Congreso; XLI Reunión Anual SAIB; 2005

SAIB

The salinity tolerance of the freshwater cyanobacterium Synechococcus sp. PCC 7942 is determined by its ability for osmotic adjustment and the presence of sucrose as osmolyte. Sucrose is synthesized in a two-step pathway involving sucrose-phosphate synthase (SPS) and sucrose-phosphate phosphatase (SPP), and hydrolyzed by invertase. The present study describes the first isolation of a SPS encoding gene from a Synechococcus, particularlly, the PCC 7942 strain, and an expression analysis of the gene in the wild type strain and mutant strains.
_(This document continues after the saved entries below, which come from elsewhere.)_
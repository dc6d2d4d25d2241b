use cgmath::{InnerSpace, Vector2};

use crate::reflection::{abs_cos_theta, cos2_theta, cos_phi, sin_phi, tan2_theta};
use crate::sampling::sample_uniform_disk_polar;
use crate::{lerp, sqr, Float, Point2f, Vec3f, PI};

/// Also known as GGX.
#[derive(Clone, Copy, Debug, PartialEq)]
pub struct TrowbridgeReitzDistribution {
    alpha_x: Float,
    alpha_y: Float,
}

impl TrowbridgeReitzDistribution {
    pub fn new(alpha_x: Float, alpha_y: Float) -> Self {
        let mut distrib = Self { alpha_x, alpha_y };
        if !distrib.effectively_smooth() {
            // very small alphas underflow in d(), keep them out of that range
            distrib.alpha_x = distrib.alpha_x.max(1e-4);
            distrib.alpha_y = distrib.alpha_y.max(1e-4);
        }
        distrib
    }

    /// Maps a user-facing roughness in [0, 1] to the distribution's alpha parameter.
    pub fn roughness_to_alpha(roughness: Float) -> Float {
        roughness.sqrt()
    }

    pub fn alpha_x(&self) -> Float {
        self.alpha_x
    }

    pub fn alpha_y(&self) -> Float {
        self.alpha_y
    }

    /// Below this roughness the lobe is treated as a perfect mirror.
    pub fn effectively_smooth(&self) -> bool {
        self.alpha_x.max(self.alpha_y) < 1e-3
    }

    /// Differential area of microfacets oriented along `wm`.
    pub fn d(&self, wm: Vec3f) -> Float {
        let tan2_theta = tan2_theta(wm);
        if tan2_theta.is_infinite() {
            return 0.0;
        }
        let cos4_theta = sqr(cos2_theta(wm));
        if cos4_theta < 1e-16 {
            return 0.0;
        }
        let e = tan2_theta * (sqr(cos_phi(wm) / self.alpha_x) + sqr(sin_phi(wm) / self.alpha_y));
        1.0 / (PI * self.alpha_x * self.alpha_y * cos4_theta * sqr(1.0 + e))
    }

    /// Masked microfacet area per visible microfacet area, seen from `w`.
    pub fn lambda(&self, w: Vec3f) -> Float {
        let tan2_theta = tan2_theta(w);
        if tan2_theta.is_infinite() {
            return 0.0;
        }
        let alpha2 = sqr(cos_phi(w) * self.alpha_x) + sqr(sin_phi(w) * self.alpha_y);
        ((1.0 + alpha2 * tan2_theta).sqrt() - 1.0) / 2.0
    }

    pub fn g1(&self, w: Vec3f) -> Float {
        1.0 / (1.0 + self.lambda(w))
    }

    /// Fraction of microfacets visible from both `wo` and `wi`.
    pub fn g(&self, wo: Vec3f, wi: Vec3f) -> Float {
        1.0 / (1.0 + self.lambda(wo) + self.lambda(wi))
    }

    /// Distribution of normals visible from `w`.
    pub fn visible_d(&self, w: Vec3f, wm: Vec3f) -> Float {
        self.g1(w) / abs_cos_theta(w) * self.d(wm) * w.dot(wm).abs()
    }

    pub fn pdf(&self, w: Vec3f, wm: Vec3f) -> Float {
        self.visible_d(w, wm)
    }

    /// Samples a microfacet normal from the distribution of normals visible from `w`.
    pub fn sample_wm(&self, w: Vec3f, u: Point2f) -> Vec3f {
        // transform w to the hemispherical configuration
        let mut wh = Vec3f::new(self.alpha_x * w.x, self.alpha_y * w.y, w.z).normalize();
        if wh.z < 0.0 {
            wh = -wh;
        }

        let t1 = if wh.z < 0.99999 {
            Vec3f::unit_z().cross(wh).normalize()
        } else {
            Vec3f::unit_x()
        };
        let t2 = wh.cross(t1);

        // warp a uniform disk sample to the projection of the visible hemisphere
        let mut p = sample_uniform_disk_polar(u);
        let h = (1.0 - sqr(p.x)).sqrt();
        p.y = lerp((1.0 + wh.z) / 2.0, h, p.y);

        let pz = Float::max(0.0, 1.0 - Vector2::new(p.x, p.y).magnitude2()).sqrt();
        let nh = p.x * t1 + p.y * t2 + pz * wh;
        Vec3f::new(self.alpha_x * nh.x, self.alpha_y * nh.y, Float::max(1e-6, nh.z)).normalize()
    }

    pub fn regularize(&mut self) {
        if self.alpha_x < 0.3 {
            self.alpha_x = (2.0 * self.alpha_x).clamp(0.1, 0.3);
        }
        if self.alpha_y < 0.3 {
            self.alpha_y = (2.0 * self.alpha_y).clamp(0.1, 0.3);
        }
    }
}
The SPS gene encodes a 88 kDa polypeptide, which is 47% and 45% identical to Synechocystis sp. PCC 6803 and Synechococcus sp. PCC 7002 SPS respectively. Both of them are bidomainal SPSs composed by a Glucosyl- Transferase Domain (GTD) and a Phospho-Hydrolase Domain (PHD). Additionally, sequence analysis of the Synechococcus sp. PCC 7942 genome, revealed that it has no other ORF encoding a putative PHD. This characteristic suggests that SPS from Synechococcus is likely to be a bifuntional enzyme. The fact that the SPS encoding gene was not expressed in mutants impaired in transcriptional factor NtcA or in signal protein PII indicates that sucrose metabolism may be coordinated with nitrogen assimilation through some or both proteins. Supported by ANPCyT (PICT12233), CONICET, UNMdP and FIBA.